Provided data Start Marker

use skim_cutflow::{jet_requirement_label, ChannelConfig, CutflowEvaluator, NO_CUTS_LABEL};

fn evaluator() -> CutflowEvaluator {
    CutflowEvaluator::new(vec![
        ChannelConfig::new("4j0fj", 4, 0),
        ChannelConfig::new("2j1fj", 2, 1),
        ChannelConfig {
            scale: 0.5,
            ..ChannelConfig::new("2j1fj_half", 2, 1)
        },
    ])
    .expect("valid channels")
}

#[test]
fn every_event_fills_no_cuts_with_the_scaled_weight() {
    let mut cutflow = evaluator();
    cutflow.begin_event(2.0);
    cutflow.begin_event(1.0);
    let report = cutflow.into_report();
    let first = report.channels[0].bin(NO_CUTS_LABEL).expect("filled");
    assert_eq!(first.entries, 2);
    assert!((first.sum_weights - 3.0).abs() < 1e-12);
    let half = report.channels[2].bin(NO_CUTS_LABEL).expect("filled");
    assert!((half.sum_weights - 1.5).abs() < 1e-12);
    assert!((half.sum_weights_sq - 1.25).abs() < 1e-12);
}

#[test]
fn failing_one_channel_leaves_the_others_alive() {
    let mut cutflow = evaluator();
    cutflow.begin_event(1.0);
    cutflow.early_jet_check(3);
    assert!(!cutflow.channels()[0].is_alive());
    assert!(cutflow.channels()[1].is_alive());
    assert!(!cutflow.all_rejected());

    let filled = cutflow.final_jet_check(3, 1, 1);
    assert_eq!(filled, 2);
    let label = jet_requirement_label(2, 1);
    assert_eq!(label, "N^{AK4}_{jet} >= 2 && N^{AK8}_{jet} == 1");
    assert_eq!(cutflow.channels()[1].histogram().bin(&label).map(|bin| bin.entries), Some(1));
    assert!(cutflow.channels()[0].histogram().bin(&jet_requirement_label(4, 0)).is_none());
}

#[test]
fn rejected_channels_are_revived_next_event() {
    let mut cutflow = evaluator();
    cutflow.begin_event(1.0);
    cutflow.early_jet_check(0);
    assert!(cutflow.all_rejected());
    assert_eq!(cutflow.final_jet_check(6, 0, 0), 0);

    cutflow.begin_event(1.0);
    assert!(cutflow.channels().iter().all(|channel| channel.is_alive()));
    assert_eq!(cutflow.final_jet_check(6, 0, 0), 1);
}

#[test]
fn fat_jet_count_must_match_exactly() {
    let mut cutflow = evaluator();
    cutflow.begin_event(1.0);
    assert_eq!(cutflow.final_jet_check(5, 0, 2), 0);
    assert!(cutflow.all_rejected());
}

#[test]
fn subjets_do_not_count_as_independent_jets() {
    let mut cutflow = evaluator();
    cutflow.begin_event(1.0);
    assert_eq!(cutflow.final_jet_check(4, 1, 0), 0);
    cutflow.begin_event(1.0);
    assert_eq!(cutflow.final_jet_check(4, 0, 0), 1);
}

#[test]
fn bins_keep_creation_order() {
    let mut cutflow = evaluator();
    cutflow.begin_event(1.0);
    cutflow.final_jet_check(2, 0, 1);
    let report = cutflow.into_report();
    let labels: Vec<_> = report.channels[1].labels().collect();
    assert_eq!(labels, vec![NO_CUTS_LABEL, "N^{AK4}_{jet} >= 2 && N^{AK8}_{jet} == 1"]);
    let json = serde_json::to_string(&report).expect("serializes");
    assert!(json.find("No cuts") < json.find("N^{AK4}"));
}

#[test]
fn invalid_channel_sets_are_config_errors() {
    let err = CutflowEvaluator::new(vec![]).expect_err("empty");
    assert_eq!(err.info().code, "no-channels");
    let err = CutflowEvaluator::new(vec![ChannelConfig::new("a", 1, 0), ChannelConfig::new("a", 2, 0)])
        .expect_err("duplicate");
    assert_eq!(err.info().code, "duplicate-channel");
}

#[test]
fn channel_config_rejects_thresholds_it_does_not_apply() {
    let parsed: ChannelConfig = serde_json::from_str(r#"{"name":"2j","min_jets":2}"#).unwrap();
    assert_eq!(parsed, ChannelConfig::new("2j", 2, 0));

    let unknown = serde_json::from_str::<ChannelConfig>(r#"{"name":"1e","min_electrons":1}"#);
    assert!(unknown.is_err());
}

Provided data End Marker
Provided data Start Marker

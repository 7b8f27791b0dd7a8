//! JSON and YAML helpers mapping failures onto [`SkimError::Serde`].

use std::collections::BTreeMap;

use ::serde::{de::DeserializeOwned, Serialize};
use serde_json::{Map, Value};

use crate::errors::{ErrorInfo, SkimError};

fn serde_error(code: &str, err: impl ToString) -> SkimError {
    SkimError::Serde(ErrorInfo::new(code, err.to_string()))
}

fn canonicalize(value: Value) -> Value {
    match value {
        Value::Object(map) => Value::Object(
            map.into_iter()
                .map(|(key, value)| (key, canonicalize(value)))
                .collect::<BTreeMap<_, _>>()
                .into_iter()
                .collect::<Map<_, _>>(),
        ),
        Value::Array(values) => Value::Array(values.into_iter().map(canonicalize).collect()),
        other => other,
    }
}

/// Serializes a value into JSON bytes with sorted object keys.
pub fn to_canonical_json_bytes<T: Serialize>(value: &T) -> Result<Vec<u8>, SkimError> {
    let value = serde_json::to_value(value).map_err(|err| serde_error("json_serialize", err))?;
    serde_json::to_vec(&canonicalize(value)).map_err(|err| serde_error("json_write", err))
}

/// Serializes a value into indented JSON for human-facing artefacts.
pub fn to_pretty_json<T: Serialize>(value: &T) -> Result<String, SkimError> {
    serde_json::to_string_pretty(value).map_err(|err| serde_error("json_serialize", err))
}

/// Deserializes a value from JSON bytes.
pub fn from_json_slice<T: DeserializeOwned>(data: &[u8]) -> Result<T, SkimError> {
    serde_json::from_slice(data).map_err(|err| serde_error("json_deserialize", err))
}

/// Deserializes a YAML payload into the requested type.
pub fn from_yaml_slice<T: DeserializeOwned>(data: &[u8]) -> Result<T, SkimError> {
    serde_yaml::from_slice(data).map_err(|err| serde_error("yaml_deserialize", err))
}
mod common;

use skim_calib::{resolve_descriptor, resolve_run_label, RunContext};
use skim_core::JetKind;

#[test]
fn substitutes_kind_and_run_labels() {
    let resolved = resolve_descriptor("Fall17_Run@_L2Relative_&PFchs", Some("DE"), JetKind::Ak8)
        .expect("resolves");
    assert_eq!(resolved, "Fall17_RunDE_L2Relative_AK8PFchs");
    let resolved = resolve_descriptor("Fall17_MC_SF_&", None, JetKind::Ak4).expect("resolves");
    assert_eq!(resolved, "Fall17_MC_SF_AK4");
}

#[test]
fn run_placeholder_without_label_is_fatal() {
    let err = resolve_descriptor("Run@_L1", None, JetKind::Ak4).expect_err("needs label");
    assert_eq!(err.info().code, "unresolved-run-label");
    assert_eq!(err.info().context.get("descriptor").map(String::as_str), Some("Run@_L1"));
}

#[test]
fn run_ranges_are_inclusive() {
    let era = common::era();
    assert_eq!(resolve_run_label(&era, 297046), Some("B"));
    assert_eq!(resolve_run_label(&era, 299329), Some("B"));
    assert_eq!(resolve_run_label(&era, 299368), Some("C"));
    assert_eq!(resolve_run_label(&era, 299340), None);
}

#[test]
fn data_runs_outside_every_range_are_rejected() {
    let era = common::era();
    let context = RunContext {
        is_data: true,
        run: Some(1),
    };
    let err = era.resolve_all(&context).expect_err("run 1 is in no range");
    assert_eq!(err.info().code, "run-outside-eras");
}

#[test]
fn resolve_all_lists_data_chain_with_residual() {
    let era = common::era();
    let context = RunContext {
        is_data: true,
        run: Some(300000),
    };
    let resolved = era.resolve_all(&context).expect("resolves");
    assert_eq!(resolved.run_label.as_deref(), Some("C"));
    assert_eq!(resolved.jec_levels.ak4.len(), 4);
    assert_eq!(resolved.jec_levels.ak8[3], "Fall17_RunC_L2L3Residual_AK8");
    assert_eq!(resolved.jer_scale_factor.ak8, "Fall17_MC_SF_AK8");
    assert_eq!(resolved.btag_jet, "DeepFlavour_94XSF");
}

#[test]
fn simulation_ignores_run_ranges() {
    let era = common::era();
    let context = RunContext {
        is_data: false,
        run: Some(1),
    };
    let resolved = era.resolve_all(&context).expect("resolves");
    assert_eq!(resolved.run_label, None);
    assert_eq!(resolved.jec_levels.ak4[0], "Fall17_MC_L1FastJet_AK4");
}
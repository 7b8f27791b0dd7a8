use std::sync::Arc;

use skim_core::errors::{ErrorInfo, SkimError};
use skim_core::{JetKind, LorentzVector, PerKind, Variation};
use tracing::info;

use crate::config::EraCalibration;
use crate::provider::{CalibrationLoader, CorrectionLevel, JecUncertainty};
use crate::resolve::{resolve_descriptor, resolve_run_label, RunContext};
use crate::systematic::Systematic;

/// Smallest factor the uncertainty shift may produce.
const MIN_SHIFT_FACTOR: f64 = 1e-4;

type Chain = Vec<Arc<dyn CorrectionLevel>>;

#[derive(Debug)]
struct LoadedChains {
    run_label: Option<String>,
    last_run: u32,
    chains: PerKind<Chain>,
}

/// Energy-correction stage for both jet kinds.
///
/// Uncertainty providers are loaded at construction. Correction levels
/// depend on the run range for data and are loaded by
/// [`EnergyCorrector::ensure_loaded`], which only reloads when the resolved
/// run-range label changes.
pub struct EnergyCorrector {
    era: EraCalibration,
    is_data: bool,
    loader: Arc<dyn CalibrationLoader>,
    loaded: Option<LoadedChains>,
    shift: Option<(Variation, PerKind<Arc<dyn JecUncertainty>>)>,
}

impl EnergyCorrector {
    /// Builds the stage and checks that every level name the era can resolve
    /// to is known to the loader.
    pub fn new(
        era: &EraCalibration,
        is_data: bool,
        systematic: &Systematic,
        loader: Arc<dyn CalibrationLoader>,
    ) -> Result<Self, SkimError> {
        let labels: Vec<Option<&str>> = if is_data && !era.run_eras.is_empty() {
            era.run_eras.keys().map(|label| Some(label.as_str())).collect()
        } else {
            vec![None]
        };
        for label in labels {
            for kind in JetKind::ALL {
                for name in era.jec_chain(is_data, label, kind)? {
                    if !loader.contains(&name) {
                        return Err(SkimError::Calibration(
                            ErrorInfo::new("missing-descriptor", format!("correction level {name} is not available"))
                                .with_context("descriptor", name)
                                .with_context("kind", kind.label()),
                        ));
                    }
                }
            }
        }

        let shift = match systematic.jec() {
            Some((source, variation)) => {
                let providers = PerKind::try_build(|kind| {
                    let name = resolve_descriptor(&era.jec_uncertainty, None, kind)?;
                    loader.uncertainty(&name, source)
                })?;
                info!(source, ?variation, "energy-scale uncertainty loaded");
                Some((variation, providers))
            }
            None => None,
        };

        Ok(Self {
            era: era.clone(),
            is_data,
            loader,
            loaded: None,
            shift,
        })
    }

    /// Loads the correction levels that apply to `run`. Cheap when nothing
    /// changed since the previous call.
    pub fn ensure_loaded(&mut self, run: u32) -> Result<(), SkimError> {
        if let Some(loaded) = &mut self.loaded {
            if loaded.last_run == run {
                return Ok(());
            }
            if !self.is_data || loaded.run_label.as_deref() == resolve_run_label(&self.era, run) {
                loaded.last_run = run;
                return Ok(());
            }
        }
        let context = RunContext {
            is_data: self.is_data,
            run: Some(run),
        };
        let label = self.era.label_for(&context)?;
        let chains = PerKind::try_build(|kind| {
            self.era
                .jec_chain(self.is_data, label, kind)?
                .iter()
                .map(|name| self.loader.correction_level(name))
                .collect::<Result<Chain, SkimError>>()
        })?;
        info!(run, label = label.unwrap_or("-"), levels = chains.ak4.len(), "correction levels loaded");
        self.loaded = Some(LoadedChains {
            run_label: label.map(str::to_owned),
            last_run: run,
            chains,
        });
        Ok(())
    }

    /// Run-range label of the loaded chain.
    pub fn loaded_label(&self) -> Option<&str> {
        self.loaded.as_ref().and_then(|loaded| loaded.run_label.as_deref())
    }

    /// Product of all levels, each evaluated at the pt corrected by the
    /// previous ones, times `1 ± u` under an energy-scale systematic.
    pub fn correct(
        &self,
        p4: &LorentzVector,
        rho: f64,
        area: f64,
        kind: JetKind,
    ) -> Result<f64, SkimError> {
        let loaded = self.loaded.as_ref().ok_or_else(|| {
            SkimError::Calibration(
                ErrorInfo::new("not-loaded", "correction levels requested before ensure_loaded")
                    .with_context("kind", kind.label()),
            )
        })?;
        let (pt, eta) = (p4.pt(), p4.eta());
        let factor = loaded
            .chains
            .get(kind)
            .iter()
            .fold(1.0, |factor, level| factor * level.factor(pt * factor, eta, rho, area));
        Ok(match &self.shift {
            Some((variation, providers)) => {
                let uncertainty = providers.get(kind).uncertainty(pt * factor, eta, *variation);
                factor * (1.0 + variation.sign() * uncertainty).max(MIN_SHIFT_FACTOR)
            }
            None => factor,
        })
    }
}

Provided data End Marker

== Aim of the task ==
Out of the records above, pull the lines that include the word "area".

== Written reply ==
        area: f64,
            .fold(1.0, |factor, level| factor * level.factor(pt * factor, eta, rho, area));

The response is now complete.